━━━ Information provided ━━━

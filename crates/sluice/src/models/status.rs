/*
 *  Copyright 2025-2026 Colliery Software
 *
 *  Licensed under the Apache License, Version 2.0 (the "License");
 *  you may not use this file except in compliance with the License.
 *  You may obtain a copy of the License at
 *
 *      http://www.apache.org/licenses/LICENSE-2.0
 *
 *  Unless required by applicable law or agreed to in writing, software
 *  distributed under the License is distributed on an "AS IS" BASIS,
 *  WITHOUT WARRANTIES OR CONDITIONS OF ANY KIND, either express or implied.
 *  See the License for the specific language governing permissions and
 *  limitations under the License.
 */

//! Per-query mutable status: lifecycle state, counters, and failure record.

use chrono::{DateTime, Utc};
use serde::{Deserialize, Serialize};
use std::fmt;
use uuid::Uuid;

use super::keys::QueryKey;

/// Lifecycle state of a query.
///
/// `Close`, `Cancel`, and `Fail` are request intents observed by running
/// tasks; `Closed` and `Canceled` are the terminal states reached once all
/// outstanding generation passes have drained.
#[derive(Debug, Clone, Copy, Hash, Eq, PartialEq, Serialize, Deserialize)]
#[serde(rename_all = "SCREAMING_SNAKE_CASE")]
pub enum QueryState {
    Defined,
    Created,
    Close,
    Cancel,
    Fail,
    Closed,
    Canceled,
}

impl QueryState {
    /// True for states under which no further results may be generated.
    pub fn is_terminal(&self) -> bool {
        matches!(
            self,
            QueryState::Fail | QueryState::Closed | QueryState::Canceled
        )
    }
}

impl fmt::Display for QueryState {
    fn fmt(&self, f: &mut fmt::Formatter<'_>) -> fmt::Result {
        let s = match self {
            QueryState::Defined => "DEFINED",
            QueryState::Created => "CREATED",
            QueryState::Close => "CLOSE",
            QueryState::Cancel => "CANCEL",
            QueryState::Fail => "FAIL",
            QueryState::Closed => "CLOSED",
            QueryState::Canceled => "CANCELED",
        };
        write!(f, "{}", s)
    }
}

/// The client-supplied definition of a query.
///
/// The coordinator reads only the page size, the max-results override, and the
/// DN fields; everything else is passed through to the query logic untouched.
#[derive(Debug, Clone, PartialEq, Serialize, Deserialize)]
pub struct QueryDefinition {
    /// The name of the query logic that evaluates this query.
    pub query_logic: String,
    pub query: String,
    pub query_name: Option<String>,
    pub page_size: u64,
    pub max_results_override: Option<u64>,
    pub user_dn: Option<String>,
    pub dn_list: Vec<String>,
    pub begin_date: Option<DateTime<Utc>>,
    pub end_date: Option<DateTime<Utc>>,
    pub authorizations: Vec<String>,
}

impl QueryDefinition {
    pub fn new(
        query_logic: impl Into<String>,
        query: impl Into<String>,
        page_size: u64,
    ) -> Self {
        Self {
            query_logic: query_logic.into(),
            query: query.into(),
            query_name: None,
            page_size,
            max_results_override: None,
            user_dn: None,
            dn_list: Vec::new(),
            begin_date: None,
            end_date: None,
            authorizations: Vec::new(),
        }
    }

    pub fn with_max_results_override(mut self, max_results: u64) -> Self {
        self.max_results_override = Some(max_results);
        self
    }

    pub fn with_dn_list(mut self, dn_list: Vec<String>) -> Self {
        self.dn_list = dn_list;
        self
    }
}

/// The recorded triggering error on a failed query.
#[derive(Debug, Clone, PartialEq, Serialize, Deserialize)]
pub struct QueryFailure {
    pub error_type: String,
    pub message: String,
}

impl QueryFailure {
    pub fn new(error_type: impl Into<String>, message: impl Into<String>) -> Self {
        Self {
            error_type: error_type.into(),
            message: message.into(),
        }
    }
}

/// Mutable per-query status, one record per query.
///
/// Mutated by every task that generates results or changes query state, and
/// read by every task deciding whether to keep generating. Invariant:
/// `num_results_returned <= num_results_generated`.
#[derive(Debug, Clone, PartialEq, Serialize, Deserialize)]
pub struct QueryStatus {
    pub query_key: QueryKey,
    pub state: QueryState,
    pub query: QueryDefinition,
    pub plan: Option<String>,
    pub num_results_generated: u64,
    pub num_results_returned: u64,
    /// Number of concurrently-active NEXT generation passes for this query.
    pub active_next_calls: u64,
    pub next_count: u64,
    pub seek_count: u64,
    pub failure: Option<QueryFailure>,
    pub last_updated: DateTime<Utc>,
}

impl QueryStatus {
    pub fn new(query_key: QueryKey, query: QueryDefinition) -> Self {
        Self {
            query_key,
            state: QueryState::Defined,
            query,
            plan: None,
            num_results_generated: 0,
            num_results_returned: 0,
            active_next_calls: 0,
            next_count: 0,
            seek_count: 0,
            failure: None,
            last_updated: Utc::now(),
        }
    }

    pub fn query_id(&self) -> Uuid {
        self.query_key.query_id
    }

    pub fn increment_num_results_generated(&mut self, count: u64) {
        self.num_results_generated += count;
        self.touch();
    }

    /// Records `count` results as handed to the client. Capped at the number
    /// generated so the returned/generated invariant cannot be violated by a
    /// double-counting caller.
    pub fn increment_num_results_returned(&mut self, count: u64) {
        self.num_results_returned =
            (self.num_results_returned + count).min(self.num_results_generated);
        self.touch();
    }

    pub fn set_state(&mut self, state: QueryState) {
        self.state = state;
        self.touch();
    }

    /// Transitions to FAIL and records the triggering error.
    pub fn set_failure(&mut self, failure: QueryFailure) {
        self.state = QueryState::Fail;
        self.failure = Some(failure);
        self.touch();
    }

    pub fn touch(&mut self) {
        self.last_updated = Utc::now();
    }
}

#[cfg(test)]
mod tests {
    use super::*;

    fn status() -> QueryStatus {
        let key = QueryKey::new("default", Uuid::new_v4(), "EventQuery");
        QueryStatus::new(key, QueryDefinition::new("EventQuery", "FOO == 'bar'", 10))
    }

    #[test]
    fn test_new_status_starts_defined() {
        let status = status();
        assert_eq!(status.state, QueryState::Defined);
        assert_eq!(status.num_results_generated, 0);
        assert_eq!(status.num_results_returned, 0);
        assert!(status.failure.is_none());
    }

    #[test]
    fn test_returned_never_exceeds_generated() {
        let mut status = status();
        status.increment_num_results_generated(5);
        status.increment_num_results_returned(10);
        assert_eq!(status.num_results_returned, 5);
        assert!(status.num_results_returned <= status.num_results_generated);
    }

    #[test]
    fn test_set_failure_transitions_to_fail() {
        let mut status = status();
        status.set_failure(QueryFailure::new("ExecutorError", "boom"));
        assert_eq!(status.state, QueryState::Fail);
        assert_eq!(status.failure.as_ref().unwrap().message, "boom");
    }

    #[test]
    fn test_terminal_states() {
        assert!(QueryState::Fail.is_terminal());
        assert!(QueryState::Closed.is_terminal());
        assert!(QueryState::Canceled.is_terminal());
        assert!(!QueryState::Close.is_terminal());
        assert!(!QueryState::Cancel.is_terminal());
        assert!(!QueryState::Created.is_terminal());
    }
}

━━━
━━━ Information provided ━━━

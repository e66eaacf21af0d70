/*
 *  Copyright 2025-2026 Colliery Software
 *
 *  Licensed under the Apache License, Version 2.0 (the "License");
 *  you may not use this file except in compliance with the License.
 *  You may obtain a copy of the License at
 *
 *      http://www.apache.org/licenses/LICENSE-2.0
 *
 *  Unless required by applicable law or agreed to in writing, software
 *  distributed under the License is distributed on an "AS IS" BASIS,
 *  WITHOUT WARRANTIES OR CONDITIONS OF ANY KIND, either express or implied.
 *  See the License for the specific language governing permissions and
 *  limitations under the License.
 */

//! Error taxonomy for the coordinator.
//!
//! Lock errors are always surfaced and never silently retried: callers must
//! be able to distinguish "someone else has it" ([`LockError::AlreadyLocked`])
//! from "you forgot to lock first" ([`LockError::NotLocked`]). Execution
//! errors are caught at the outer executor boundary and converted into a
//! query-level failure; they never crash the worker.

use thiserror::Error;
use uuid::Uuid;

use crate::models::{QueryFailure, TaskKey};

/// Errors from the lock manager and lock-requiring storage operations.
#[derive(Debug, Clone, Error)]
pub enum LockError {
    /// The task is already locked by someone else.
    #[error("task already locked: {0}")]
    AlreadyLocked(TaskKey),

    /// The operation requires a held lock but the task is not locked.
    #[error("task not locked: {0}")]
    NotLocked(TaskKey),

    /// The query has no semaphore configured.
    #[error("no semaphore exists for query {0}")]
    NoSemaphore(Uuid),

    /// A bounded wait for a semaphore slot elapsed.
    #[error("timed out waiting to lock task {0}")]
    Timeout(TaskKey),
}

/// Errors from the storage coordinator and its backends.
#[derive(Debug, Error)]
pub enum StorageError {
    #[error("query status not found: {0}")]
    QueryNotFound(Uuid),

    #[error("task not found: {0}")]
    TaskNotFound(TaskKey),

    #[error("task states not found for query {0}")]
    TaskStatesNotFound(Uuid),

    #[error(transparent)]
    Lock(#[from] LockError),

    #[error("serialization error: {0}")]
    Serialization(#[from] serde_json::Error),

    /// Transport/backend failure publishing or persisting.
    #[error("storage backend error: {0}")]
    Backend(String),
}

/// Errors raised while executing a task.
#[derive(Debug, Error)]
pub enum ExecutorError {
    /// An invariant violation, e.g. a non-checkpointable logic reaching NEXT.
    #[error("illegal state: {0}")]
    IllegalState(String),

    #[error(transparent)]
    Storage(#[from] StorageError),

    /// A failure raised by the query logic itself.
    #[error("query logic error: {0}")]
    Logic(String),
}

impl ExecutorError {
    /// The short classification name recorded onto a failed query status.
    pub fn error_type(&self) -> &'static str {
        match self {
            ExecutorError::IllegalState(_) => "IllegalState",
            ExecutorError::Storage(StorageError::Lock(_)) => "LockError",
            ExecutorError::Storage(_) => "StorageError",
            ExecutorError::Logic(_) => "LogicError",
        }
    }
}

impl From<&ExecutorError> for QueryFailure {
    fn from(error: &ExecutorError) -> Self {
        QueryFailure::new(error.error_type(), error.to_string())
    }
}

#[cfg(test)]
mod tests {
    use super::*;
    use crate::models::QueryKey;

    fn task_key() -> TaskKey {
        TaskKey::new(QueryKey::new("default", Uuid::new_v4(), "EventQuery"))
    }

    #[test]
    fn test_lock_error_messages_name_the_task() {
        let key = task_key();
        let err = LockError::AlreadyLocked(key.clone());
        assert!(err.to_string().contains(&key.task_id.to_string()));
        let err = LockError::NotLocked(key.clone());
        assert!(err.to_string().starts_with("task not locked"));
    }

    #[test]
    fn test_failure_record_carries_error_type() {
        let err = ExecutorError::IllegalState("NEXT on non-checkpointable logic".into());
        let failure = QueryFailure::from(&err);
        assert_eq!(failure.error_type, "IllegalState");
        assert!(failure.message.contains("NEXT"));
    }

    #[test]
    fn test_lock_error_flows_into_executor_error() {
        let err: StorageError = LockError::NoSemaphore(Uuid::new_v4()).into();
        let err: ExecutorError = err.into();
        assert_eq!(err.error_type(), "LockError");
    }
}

━━━

### Work required:
Which of the lines above include the word "QueryFailure"? List those lines.

### Problem solution:
pub struct QueryFailure {
impl QueryFailure {
    pub failure: Option<QueryFailure>,
    pub fn set_failure(&mut self, failure: QueryFailure) {
        status.set_failure(QueryFailure::new("ExecutorError", "boom"));
use crate::models::{QueryFailure, TaskKey};
impl From<&ExecutorError> for QueryFailure {
        QueryFailure::new(error.error_type(), error.to_string())
        let failure = QueryFailure::from(&err);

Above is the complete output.